Problem solved, some might say. And some well might, only I began my CD collecting in the 90’s, long before we were graced with the frictionless force-field technology that most CD collectors use today ($49.95 on S-Mart.com, go look it up!). So, that left me with a collection of about a hundred songs that didn’t skip after the first ten seconds. All well and good if you’re “Weird” Al Yankovic putting together another masterful polka-jam, but for the discerning audiophile tired of listening to either A) Metallica’s Black Album; B) CAKE’s Fashion Nugget; or C) CLASSIC TV TUNES!, track three of which actually was the theme song to Mister Ed, the job wasn’t getting done. And since my wonderful white-walled job didn’t pay me well enough to spend $4356 re-downloading my mangled musical library, I decided to check out a much cheaper route. A free route, in fact: the free audiobook.

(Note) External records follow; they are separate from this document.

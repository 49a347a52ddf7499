pub mod report;
pub mod source_pos;
pub mod stack_trace;

pub use report::{ErrorReport, TraceFormat};
pub use source_pos::SourcePos;
pub use stack_trace::{CallStack, StackFrame};
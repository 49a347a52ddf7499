use crate::context::ExecutionContext;
use crate::errors::RuntimeError;
use crate::naming;
use crate::runtime::value::Value;

/// A compiled LF program: a sequence of top-level statements run against
/// an execution context.
pub trait Program {
    /// The program's LF name, such as `run-1.2`.
    fn name(&self) -> &str;

    fn run(&self, ctx: &mut ExecutionContext) -> Result<Value, RuntimeError>;

    /// The identifier the emitter binds the program under.
    fn host_name(&self) -> String {
        naming::mangle(self.name())
    }
}

type ProgramBody = dyn Fn(&mut ExecutionContext) -> Result<Value, RuntimeError>;

/// A program whose body is a Rust closure, which is what the emitter produces.
pub struct CompiledProgram {
    name: String,
    body: Box<ProgramBody>,
}

impl CompiledProgram {
    pub fn new<F>(name: impl Into<String>, body: F) -> Self
    where
        F: Fn(&mut ExecutionContext) -> Result<Value, RuntimeError> + 'static,
    {
        Self {
            name: name.into(),
            body: Box::new(body),
        }
    }
}

impl Program for CompiledProgram {
    fn name(&self) -> &str {
        &self.name
    }

    fn run(&self, ctx: &mut ExecutionContext) -> Result<Value, RuntimeError> {
        (self.body)(ctx)
    }
}

impl std::fmt::Debug for CompiledProgram {
    fn fmt(&self, f: &mut std::fmt::Formatter<'_>) -> std::fmt::Result {
        f.debug_struct("CompiledProgram")
            .field("name", &self.name)
            .finish_non_exhaustive()
    }
}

Y’see, there are people out there that write stories and then read them into a microphone and then put them on the web and then they don’t expect you to pay a single dime for them. The nerve. And you know that old saying, “you get what you pay for”? Bollocks, dear friend. Though you may never have heard their names, there are true literary giants that walk unseen behind the airwaves. People like Scott Sigler, J.C. Hutchins, Christiana Ellis, and Tee Morris, who may not be household names to the world quite yet, but whose tales deserve just as much space in the folds of your brain as those of Stephen King, Michael Crichton, or Tom Clancy. Their stories are out there on the net, are every bit the equal of any dog-eared paperback in your collection, and they are available for free.

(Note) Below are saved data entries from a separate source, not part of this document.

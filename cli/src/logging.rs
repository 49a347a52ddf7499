use tracing_subscriber::{EnvFilter, fmt};

/// Install the stderr log subscriber.
///
/// `RUST_LOG` overrides the default filter, e.g. `RUST_LOG=lfrt=trace`
/// to watch every frame enter and leave. Stdout carries program output only.
pub fn init_logging() {
    let filter = EnvFilter::try_from_default_env().unwrap_or_else(|_| EnvFilter::new("warn"));

    fmt()
        .with_env_filter(filter)
        .with_target(false)
        .with_writer(std::io::stderr)
        .init();
}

These free audiobooks are, of course, a trap. Because once you’ve listened to Jack Wakes Up, or downloaded a couple or forty short stories from Pseudopod, you’re going to have to have more- and more there is. There are free podcasts out there like Comedy Death-Ray Radio, a free-form hour of hilarity hosted by Scott Aukerman, with guest appearances from major movers and shakers like Sarah Silverman and Patton Oswalt. There’s The Uncanny X-Cast, a show hosted by Rob Briscoe and Brian Perillo, a podcast which is, on the surface, about the X-men, but underneath is about… well, it’s kinda like an episode of Seinfeld. It can go anywhere, without the slightest provocation, and in the process it will often leave you breathless, clutching at your sides, and wondering how you are possibly ever going to explain to your staring friends and co-workers that the laugher-induced tears coming from your eyes are because of the interview the guys just did with the creator of Cherry Poptart, and how you’re ever going to explain what Cherry Poptart is without incurring a massive sexual harassment lawsuit. And then there’s the hard stuff.

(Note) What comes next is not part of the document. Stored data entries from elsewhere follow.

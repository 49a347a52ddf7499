use serde::Serialize;
use tracing::trace;

use super::SourcePos;

/// One active tracked invocation, tagged with the position of its call site.
#[derive(Debug, Clone, PartialEq, Eq, Serialize)]
pub struct StackFrame {
    pub name: String,
    pub row: u32,
    pub col: u32,
}

impl StackFrame {
    pub fn new(name: impl Into<String>, pos: SourcePos) -> Self {
        Self {
            name: name.into(),
            row: pos.row,
            col: pos.col,
        }
    }
}

/// Frames of the currently active tracked invocations, outermost first.
///
/// Pushed on entry and popped only on normal return. A failing invocation
/// leaves its frame in place so the top-level handler can report it; the
/// stack is then cleared explicitly.
#[derive(Debug, Clone, Default)]
pub struct CallStack {
    frames: Vec<StackFrame>,
}

impl CallStack {
    pub fn new() -> Self {
        Self::default()
    }

    pub fn enter(&mut self, name: impl Into<String>, row: u32, col: u32) {
        let frame = StackFrame::new(name, SourcePos::new(row, col));
        trace!(name = %frame.name, row, col, depth = self.frames.len() + 1, "enter");
        self.frames.push(frame);
    }

    /// Pop the innermost frame.
    ///
    /// # Panics
    ///
    /// Panics when the stack is empty: every `leave` must pair with an
    /// earlier `enter`, so underflow is a defect in the emitted code.
    pub fn leave(&mut self) {
        let frame = self
            .frames
            .pop()
            .expect("call stack underflow: leave() without a matching enter()");
        trace!(name = %frame.name, depth = self.frames.len(), "leave");
    }

    pub fn len(&self) -> usize {
        self.frames.len()
    }

    pub fn is_empty(&self) -> bool {
        self.frames.is_empty()
    }

    pub fn frames(&self) -> &[StackFrame] {
        &self.frames
    }

    pub fn clear(&mut self) {
        self.frames.clear();
    }
}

Audio dramas are my heroin. The Metamor City Podcast might as well come with a spoon and a lighter, honestly. It’s not just the stories (Which are enthralling), or the bevy of voice-actors at his command (Which are fabulous), it’s the cohesive feel of it all… Metamor is more than just a dot on a made-up map, it’s a place that you can never go, wish as hard as you might. There’s an essence to Chris Lester’s locale as ethereal and as real as New York City, or Paris, or Mordor. If you ever go through the gates, you’ll know you’re there, and a part of you will never come back. But the true black tar for me has to be Christof Laputka’s The Leviathan Chronicles. The instant I tried it, I was hooked, and damned. Listening to The Leviathan Chronicles is like watching Star Wars with your eyes closed. That’s as close as I can explain it. The episodes don’t come out very often, but you know what? I can understand why. This thing must be an absolute beast to put together. From the deep complexity and continuity of the show’s scripts, to the sheer amount of movie studio-quality sound effects, to the truly astounding work put together by the show’s cast, to the absolutely stunning soundtrack beneath it all, not a second of this podcast is put together half-heartedly. It’s all done with such exquisite and obvious care and precision, that I have no doubt that each episode must take months to put together, and to me, it’s well worth the wait. Although, being hooked on TLC as hard as I am can make it extremely hard to listen to dramatized podcasts that don’t try as hard. Which brings me back to my tree.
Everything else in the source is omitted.